TASK PROMPT:
Return the run of lines below that opens with the line containing "callback(&current.value(), progress)" and closes with the line containing "shrunk_input: (shrink_steps >", keeping each one exact.

EXTRACTED MATERIAL:
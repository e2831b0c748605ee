//! Property check execution: generation, falsification and shrinking of one property.

use std::panic;
use std::sync::atomic::{AtomicUsize, Ordering};
use std::time::Instant;

use tracing::debug;

use crate::arbitrary::Arbitrary;
use crate::config::{EdgeCasesMode, GenerationMode, ParallelConfig, TestConfig};
use crate::error::{PropertyError, PropertyResult, TestFailure, TestSuccess};
use crate::exhaustive::ExhaustiveGenerator;
use crate::falsifier::{Falsifier, TryOutcome, evaluate};
use crate::generator::Generator;
use crate::rng::{SourceOfRandomness, create_rng};
use crate::shrink::{ShrinkConfig, ShrinkEngine, ShrinkResult};
use crate::shrinkable::{Generated, Shrinkable};

type ShrinkCallback<T> = dyn FnMut(&T, bool);

/// How the tries of a check ended
enum Verdict<T> {
    Passed {
        tries: usize,
        exhaustive: bool,
    },
    Falsified {
        shrinkable: Shrinkable<T>,
        error: PropertyError,
        try_number: usize,
    },
    Aborted {
        error: PropertyError,
        try_number: usize,
    },
}

impl<T> Verdict<T> {
    fn try_number(&self) -> usize {
        match self {
            Verdict::Passed { tries, .. } => *tries,
            Verdict::Falsified { try_number, .. } | Verdict::Aborted { try_number, .. } => {
                *try_number
            }
        }
    }
}

/// Check of a single property over the values of an arbitrary
pub struct PropertyCheck<A: Arbitrary, F> {
    arbitrary: A,
    falsifier: F,
    config: TestConfig,
    on_shrink_step: Option<Box<ShrinkCallback<A::Value>>>,
}

impl<A, F> PropertyCheck<A, F>
where
    A: Arbitrary,
    F: Falsifier<A::Value>,
{
    pub fn new(arbitrary: A, falsifier: F) -> Self {
        Self {
            arbitrary,
            falsifier,
            config: TestConfig::default(),
            on_shrink_step: None,
        }
    }

    pub fn with_config(mut self, config: TestConfig) -> Self {
        self.config = config;
        self
    }

    /// Observe every value visited while shrinking, with whether it was progress
    pub fn on_shrink_step<C>(mut self, callback: C) -> Self
    where
        C: FnMut(&A::Value, bool) + 'static,
    {
        self.on_shrink_step = Some(Box::new(callback));
        self
    }

    /// Execute the check on the calling thread
    pub fn run(self) -> PropertyResult<A::Value> {
        self.execute(None)
    }

    /// Execute the randomized tries on several threads
    ///
    /// Exhaustive checks and shrinking still run on the calling thread.
    pub fn run_parallel(self, parallel: &ParallelConfig) -> PropertyResult<A::Value> {
        self.execute(Some(parallel))
    }

    fn execute(self, parallel: Option<&ParallelConfig>) -> PropertyResult<A::Value> {
        let test_start = Instant::now();
        let mut rng = create_rng(self.config.seed);
        let seed = rng.seed();

        if let Err(error) = self.config.validate() {
            let error = PropertyError::config_error_with_field(error.to_string(), None::<String>);
            return Err(TestFailure::generation(
                error,
                seed,
                0,
                self.config,
                test_start.elapsed(),
            ));
        }
        debug!(
            tries = self.config.tries,
            seed,
            gen_size = self.config.gen_size,
            "starting property check"
        );

        let verdict = match self.exhaustive_generator() {
            Err(error) => Verdict::Aborted {
                error,
                try_number: 0,
            },
            Ok(Some(generator)) => self.run_exhaustive(&generator),
            Ok(None) => match parallel {
                Some(parallel) if parallel.enabled && parallel.workers > 1 => {
                    self.run_randomized_parallel(&mut rng, parallel.workers)
                }
                _ => self.run_randomized(&mut rng),
            },
        };

        self.conclude(verdict, seed, test_start)
    }

    fn exhaustive_generator(&self) -> Result<Option<ExhaustiveGenerator<A::Value>>, PropertyError> {
        let tries = self.config.tries as u64;
        match self.config.generation {
            GenerationMode::Randomized => Ok(None),
            GenerationMode::Auto => Ok(self.arbitrary.exhaustive(tries)),
            GenerationMode::Exhaustive => match self.arbitrary.exhaustive(tries) {
                Some(generator) => Ok(Some(generator)),
                None => Err(PropertyError::config_error_with_field(
                    format!("exhaustive generation is not possible within {tries} tries"),
                    Some("generation"),
                )),
            },
        }
    }

    fn run_exhaustive(&self, generator: &ExhaustiveGenerator<A::Value>) -> Verdict<A::Value> {
        debug!(max_count = generator.max_count(), "enumerating all values");
        let mut tries = 0;
        for value in generator.iter() {
            tries += 1;
            if let Some(verdict) = try_value(&self.falsifier, Shrinkable::unshrinkable(value), tries)
            {
                return verdict;
            }
        }
        Verdict::Passed {
            tries,
            exhaustive: true,
        }
    }

    fn run_randomized(&self, rng: &mut SourceOfRandomness) -> Verdict<A::Value> {
        let tries = match self.edge_cases_first() {
            Ok(tries) => tries,
            Err(verdict) => return verdict,
        };
        let generator = randomized_generator(&self.arbitrary, &self.config);

        for try_number in tries + 1..=self.config.tries {
            let shrinkable = match generator.next(rng) {
                Ok(shrinkable) => shrinkable,
                Err(error) => return Verdict::Aborted { error, try_number },
            };
            if let Some(verdict) = try_value(&self.falsifier, shrinkable, try_number) {
                return verdict;
            }
        }
        Verdict::Passed {
            tries: self.config.tries,
            exhaustive: false,
        }
    }

    fn run_randomized_parallel(
        &self,
        rng: &mut SourceOfRandomness,
        workers: usize,
    ) -> Verdict<A::Value> {
        let evaluated = match self.edge_cases_first() {
            Ok(tries) => tries,
            Err(verdict) => return verdict,
        };
        let remaining = self.config.tries - evaluated;
        let workers = workers.min(remaining).max(1);
        let sources: Vec<SourceOfRandomness> = (0..workers).map(|_| rng.split()).collect();
        debug!(workers, tries = remaining, "running tries in parallel");

        let lowest_failure = AtomicUsize::new(usize::MAX);
        let (arbitrary, falsifier, config) = (&self.arbitrary, &self.falsifier, &self.config);
        let joined = crossbeam::scope(|scope| {
            let handles: Vec<_> = sources
                .into_iter()
                .enumerate()
                .map(|(worker, mut source)| {
                    let lowest_failure = &lowest_failure;
                    scope.spawn(move |_| {
                        let tries = WorkerTries {
                            worker,
                            workers,
                            offset: evaluated,
                            count: remaining,
                        };
                        run_worker(arbitrary, falsifier, config, &mut source, tries, lowest_failure)
                    })
                })
                .collect();
            handles
                .into_iter()
                .map(|handle| handle.join())
                .collect::<Vec<_>>()
        });

        let results = joined.unwrap_or_else(|payload| panic::resume_unwind(payload));
        let mut failures = Vec::new();
        for result in results {
            match result {
                Ok(Some(verdict)) => failures.push(verdict),
                Ok(None) => {}
                Err(payload) => panic::resume_unwind(payload),
            }
        }

        failures
            .into_iter()
            .min_by_key(Verdict::try_number)
            .unwrap_or(Verdict::Passed {
                tries: self.config.tries,
                exhaustive: false,
            })
    }

    /// Evaluate edge cases up front when configured to; returns the tries spent
    fn edge_cases_first(&self) -> Result<usize, Verdict<A::Value>> {
        if self.config.edge_cases != EdgeCasesMode::First {
            return Ok(0);
        }
        let edge_cases = self.arbitrary.edge_cases().limit(self.config.tries);
        debug!(count = edge_cases.len(), "checking edge cases first");
        let mut tries = 0;
        for edge_case in edge_cases {
            tries += 1;
            if let Some(verdict) = try_value(&self.falsifier, edge_case, tries) {
                return Err(verdict);
            }
        }
        Ok(tries)
    }

    fn conclude(
        mut self,
        verdict: Verdict<A::Value>,
        seed: u64,
        test_start: Instant,
    ) -> PropertyResult<A::Value> {
        match verdict {
            Verdict::Passed { tries, exhaustive } => {
                debug!(tries, exhaustive, "property check passed");
                Ok(TestSuccess {
                    tries,
                    exhaustive,
                    seed,
                    config: self.config,
                })
            }
            Verdict::Aborted { error, try_number } => {
                debug!(try_number, %error, "property check aborted");
                Err(TestFailure::generation(
                    error,
                    seed,
                    try_number,
                    self.config,
                    test_start.elapsed(),
                ))
            }
            Verdict::Falsified {
                shrinkable,
                error,
                try_number,
            } => {
                debug!(try_number, %error, "property falsified, shrinking");
                let engine = ShrinkEngine::with_config(ShrinkConfig::from(&self.config));
                let falsifier = &self.falsifier;
                let ShrinkResult {
                    original,
                    minimal,
                    shrink_steps,
                    shrink_duration,
                    error: shrunk_error,
                    ..
                } = match self.on_shrink_step.as_mut() {
                    Some(callback) => {
                        engine.shrink_with_callback(shrinkable, falsifier, |current, progress| {
                            callback(&current.value(), progress)
                        })
                    }
                    None => engine.shrink(shrinkable, falsifier),
                };

                Err(TestFailure {
                    error: shrunk_error.unwrap_or(error).at_iteration(try_number),
                    original_input: Some(original),
                    shrunk_input: (shrink_steps > 0).then_some(minimal),
                    shrink_steps,
                    seed,
                    failed_try: try_number,
                    config: self.config,
                    test_duration: test_start.elapsed(),
                    shrink_duration,
                })
            }
        }
    }
}

/// Tries `offset + worker + k * workers` for every `k` within `count`
#[derive(Debug, Clone, Copy)]
struct WorkerTries {
    worker: usize,
    workers: usize,
    offset: usize,
    count: usize,
}

fn run_worker<A, F>(
    arbitrary: &A,
    falsifier: &F,
    config: &TestConfig,
    rng: &mut SourceOfRandomness,
    tries: WorkerTries,
    lowest_failure: &AtomicUsize,
) -> Option<Verdict<A::Value>>
where
    A: Arbitrary,
    F: Falsifier<A::Value>,
{
    let generator = randomized_generator(arbitrary, config);
    for index in (tries.worker..tries.count).step_by(tries.workers) {
        let try_number = tries.offset + index + 1;
        // Tries only grow per worker, so nothing left here can beat a known failure
        if try_number > lowest_failure.load(Ordering::Acquire) {
            return None;
        }
        let verdict = match generator.next(rng) {
            Ok(shrinkable) => try_value(falsifier, shrinkable, try_number),
            Err(error) => Some(Verdict::Aborted { error, try_number }),
        };
        if verdict.is_some() {
            lowest_failure.fetch_min(try_number, Ordering::AcqRel);
            return verdict;
        }
    }
    None
}

fn randomized_generator<A: Arbitrary>(arbitrary: &A, config: &TestConfig) -> Generator<A::Value> {
    match config.edge_cases {
        EdgeCasesMode::Mixin => arbitrary.generator_with_edge_cases(config.gen_size),
        EdgeCasesMode::First | EdgeCasesMode::None => arbitrary.generator(config.gen_size),
    }
}

fn try_value<T, F>(falsifier: &F, shrinkable: Shrinkable<T>, try_number: usize) -> Option<Verdict<T>>
where
    T: Generated,
    F: Falsifier<T> + ?Sized,
{
    match evaluate(falsifier, &shrinkable.value()) {
        TryOutcome::Satisfied => None,
        TryOutcome::Falsified(error) => Some(Verdict::Falsified {
            shrinkable,
            error,
            try_number,
        }),
    }
}

/// Check a property with the default configuration
pub fn check<A, F>(arbitrary: A, falsifier: F) -> PropertyResult<A::Value>
where
    A: Arbitrary,
    F: Falsifier<A::Value>,
{
    check_with_config(arbitrary, falsifier, TestConfig::default())
}

/// Check a property with a custom configuration
pub fn check_with_config<A, F>(
    arbitrary: A,
    falsifier: F,
    config: TestConfig,
) -> PropertyResult<A::Value>
where
    A: Arbitrary,
    F: Falsifier<A::Value>,
{
    PropertyCheck::new(arbitrary, falsifier)
        .with_config(config)
        .run()
}

/// Check a property, spreading randomized tries over worker threads
///
/// Every worker draws from its own split of the random source and its own
/// generator. The failure with the lowest try number is shrunk on the calling
/// thread.
pub fn check_parallel<A, F>(
    arbitrary: A,
    falsifier: F,
    config: TestConfig,
    parallel: ParallelConfig,
) -> PropertyResult<A::Value>
where
    A: Arbitrary,
    F: Falsifier<A::Value>,
{
    PropertyCheck::new(arbitrary, falsifier)
        .with_config(config)
        .run_parallel(&parallel)
}
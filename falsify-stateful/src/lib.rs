#![allow(clippy::result_large_err)]

//! # Falsify Stateful
//!
//! Model-based property testing on top of `falsify`: the generated value is a
//! chain of actions over a model, generated so that every action's precondition
//! holds, replayed against invariants, and shrunk both by dropping actions and by
//! simplifying the arguments of the actions that remain.
//!
//! ## Quick Example
//!
//! ```rust
//! use falsify::{Arbitrary, TestConfig, check_with_config, just, one_of, range};
//! use falsify_stateful::prelude::*;
//!
//! let push = range(0, 100).map(|value| {
//!     action(format!("push({value})"), move |mut stack: Vec<i32>| {
//!         stack.push(value);
//!         stack
//!     })
//!     .into_ref()
//! });
//! let pop = action("pop", |mut stack: Vec<i32>| {
//!     stack.pop();
//!     stack
//! })
//! .when(|stack: &Vec<i32>| !stack.is_empty())
//! .into_ref();
//!
//! let chains = sequences(one_of(vec![push.boxed(), just(pop).boxed()]), Vec::new)
//!     .with_invariant(Invariant::holds("at most 3 items", |s: &Vec<i32>| s.len() <= 3));
//!
//! let failure = check_with_config(
//!     chains,
//!     |chain: &ActionSequence<Vec<i32>>| chain.run(Vec::new()).map(|_| ()),
//!     TestConfig::default().with_seed(42),
//! )
//! .unwrap_err();
//!
//! let minimal = failure.minimal_input().unwrap();
//! assert_eq!(minimal.len(), 4);
//! ```

pub mod actions;
pub mod invariants;

pub use actions::{
    Action, ActionRef, ActionSequence, ActionSequenceArbitrary, FnAction, RunState,
    ShrinkableActionSequence, action, end_of_chain, sequences,
};
pub use invariants::{Invariant, InvariantViolation};

/// Re-exports for convenient imports
pub mod prelude {
    pub use crate::actions::*;
    pub use crate::invariants::*;
}
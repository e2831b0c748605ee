//! Shrinking of action chains
//!
//! A chain shrinks on two levels. Structural candidates drop a contiguous run of
//! actions, longest runs first; parametric candidates replace a single action by
//! one of its own shrink candidates. A candidate is only offered when every
//! precondition still holds when it is replayed from a fresh initial model.

use std::sync::Arc;

use falsify::{Generated, Shrink, Shrinkable, ShrinkingDistance};
use tracing::trace;

use crate::actions::sequence::ActionSequence;
use crate::actions::{ActionRef, apply};
use crate::invariants::Invariant;

/// Supplier of the model a chain starts from
pub type InitialModel<M> = Arc<dyn Fn() -> M + Send + Sync>;

/// Shrinkable chain of shrinkable actions
pub struct ShrinkableActionSequence<M> {
    steps: Vec<Shrinkable<ActionRef<M>>>,
    min_size: usize,
    initial: InitialModel<M>,
    invariants: Vec<Invariant<M>>,
}

impl<M: Generated> ShrinkableActionSequence<M> {
    pub fn new(
        steps: Vec<Shrinkable<ActionRef<M>>>,
        min_size: usize,
        initial: InitialModel<M>,
        invariants: Vec<Invariant<M>>,
    ) -> Self {
        Self {
            steps,
            min_size,
            initial,
            invariants,
        }
    }

    fn with_steps(&self, steps: Vec<Shrinkable<ActionRef<M>>>) -> Self {
        Self::new(
            steps,
            self.min_size,
            Arc::clone(&self.initial),
            self.invariants.clone(),
        )
    }

    /// Remove every contiguous run of `n - min`, then half that, down to single actions
    fn removals(&self) -> Vec<Vec<Shrinkable<ActionRef<M>>>> {
        let n = self.steps.len();
        let mut candidates = Vec::new();
        let mut run = n.saturating_sub(self.min_size);
        while run > 0 {
            for start in 0..=(n - run) {
                let mut steps = self.steps[..start].to_vec();
                steps.extend_from_slice(&self.steps[start + run..]);
                candidates.push(steps);
            }
            run /= 2;
        }
        candidates
    }

    fn parametric(&self) -> Vec<Vec<Shrinkable<ActionRef<M>>>> {
        let mut candidates = Vec::new();
        for (index, step) in self.steps.iter().enumerate() {
            for replacement in step.shrink_candidates() {
                let mut steps = self.steps.clone();
                steps[index] = replacement;
                candidates.push(steps);
            }
        }
        candidates
    }

    /// Replay preconditions from a fresh model
    ///
    /// Replay stops at the first action that panics, since nothing after it runs.
    fn is_runnable(&self, steps: &[Shrinkable<ActionRef<M>>]) -> bool {
        let mut model = (self.initial)();
        for step in steps {
            let action = step.value();
            if !action.precondition(&model) {
                return false;
            }
            model = match apply(action.as_ref(), model) {
                Ok(next) => next,
                Err(_) => return true,
            };
        }
        true
    }
}

impl<M: Generated> Shrink<ActionSequence<M>> for ShrinkableActionSequence<M> {
    fn value(&self) -> ActionSequence<M> {
        let actions = self.steps.iter().map(Shrinkable::value).collect();
        ActionSequence::new(actions).with_invariants(&self.invariants)
    }

    fn distance(&self) -> ShrinkingDistance {
        ShrinkingDistance::for_collection(&self.steps)
    }

    fn shrink(&self) -> Vec<Shrinkable<ActionSequence<M>>> {
        let mut proposed = self.removals();
        proposed.extend(self.parametric());
        let total = proposed.len();

        let candidates: Vec<_> = proposed
            .into_iter()
            .filter(|steps| self.is_runnable(steps))
            .map(|steps| Shrinkable::new(self.with_steps(steps)))
            .collect();
        trace!(proposed = total, runnable = candidates.len(), "chain shrink candidates");
        candidates
    }
}

#[cfg(test)]
mod tests {
    use super::*;
    use crate::actions::action;
    use falsify::primitives::IntegralShrinkable;

    fn add(n: u32) -> Shrinkable<ActionRef<u32>> {
        Shrinkable::new(IntegralShrinkable::new(n, 0))
            .map(|n| action(format!("add({n})"), move |total: u32| total + n).into_ref())
    }

    fn halve() -> Shrinkable<ActionRef<u32>> {
        Shrinkable::unshrinkable(
            action("halve", |total: u32| total / 2)
                .when(|total: &u32| total % 2 == 0 && *total > 0)
                .into_ref(),
        )
    }

    fn chain(steps: Vec<Shrinkable<ActionRef<u32>>>, min_size: usize) -> ShrinkableActionSequence<u32> {
        ShrinkableActionSequence::new(steps, min_size, Arc::new(|| 0u32), Vec::new())
    }

    fn descriptions(sequence: &ActionSequence<u32>) -> Vec<String> {
        sequence.actions().iter().map(|a| a.description()).collect()
    }

    #[test]
    fn test_removal_runs_halve_down_to_one() {
        let shrinkable = chain(vec![add(1), add(2), add(3), add(4)], 0);
        let lengths: Vec<usize> = shrinkable.removals().iter().map(Vec::len).collect();
        // run 4 once, run 2 three times, run 1 four times
        assert_eq!(lengths, vec![0, 2, 2, 2, 3, 3, 3, 3]);
    }

    #[test]
    fn test_removals_respect_min_size() {
        let shrinkable = chain(vec![add(1), add(2), add(3)], 2);
        let lengths: Vec<usize> = shrinkable.removals().iter().map(Vec::len).collect();
        assert_eq!(lengths, vec![2, 2, 2]);
        assert!(chain(vec![add(1), add(2)], 2).removals().is_empty());
    }

    #[test]
    fn test_candidates_keep_preconditions() {
        // add(2), halve: dropping add(2) would leave halve on 0
        let shrinkable = chain(vec![add(2), halve()], 0);
        for candidate in shrinkable.shrink() {
            let sequence = candidate.value();
            let mut total = 0;
            for action in sequence.actions() {
                assert!(action.precondition(&total), "{sequence}");
                total = action.run(total);
            }
        }

        let offered: Vec<Vec<String>> = shrinkable
            .shrink()
            .iter()
            .map(|candidate| descriptions(&candidate.value()))
            .collect();
        assert!(offered.contains(&vec![]));
        assert!(offered.contains(&vec!["add(2)".to_string()]));
        assert!(!offered.contains(&vec!["halve".to_string()]));
        assert!(!offered.contains(&vec!["add(1)".to_string(), "halve".to_string()]));
        assert!(!offered.contains(&vec!["add(0)".to_string(), "halve".to_string()]));
        assert_eq!(offered.len(), 2);
    }

    #[test]
    fn test_candidates_are_strictly_simpler() {
        let shrinkable = chain(vec![add(5), add(8), add(3)], 1);
        let distance = shrinkable.distance();
        let candidates = shrinkable.shrink();
        assert!(!candidates.is_empty());
        for candidate in candidates {
            assert!(candidate.distance() < distance);
            assert!(!candidate.value().is_empty());
        }
    }

    #[test]
    fn test_value_carries_invariants() {
        let shrinkable = ShrinkableActionSequence::new(
            vec![add(3)],
            0,
            Arc::new(|| 0u32),
            vec![Invariant::holds("below 3", |total: &u32| *total < 3)],
        );
        let sequence = shrinkable.value();
        assert!(sequence.run(0).is_err());
        assert!(shrinkable.shrink().iter().all(|c| c.value().invariants().len() == 1));
    }
}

ANSWER AREA:
                            callback(&current.value(), progress)
                        })
                    }
                    None => engine.shrink(shrinkable, falsifier),
                };

                Err(TestFailure {
                    error: shrunk_error.unwrap_or(error).at_iteration(try_number),
                    original_input: Some(original),
                    shrunk_input: (shrink_steps > 0).then_some(minimal),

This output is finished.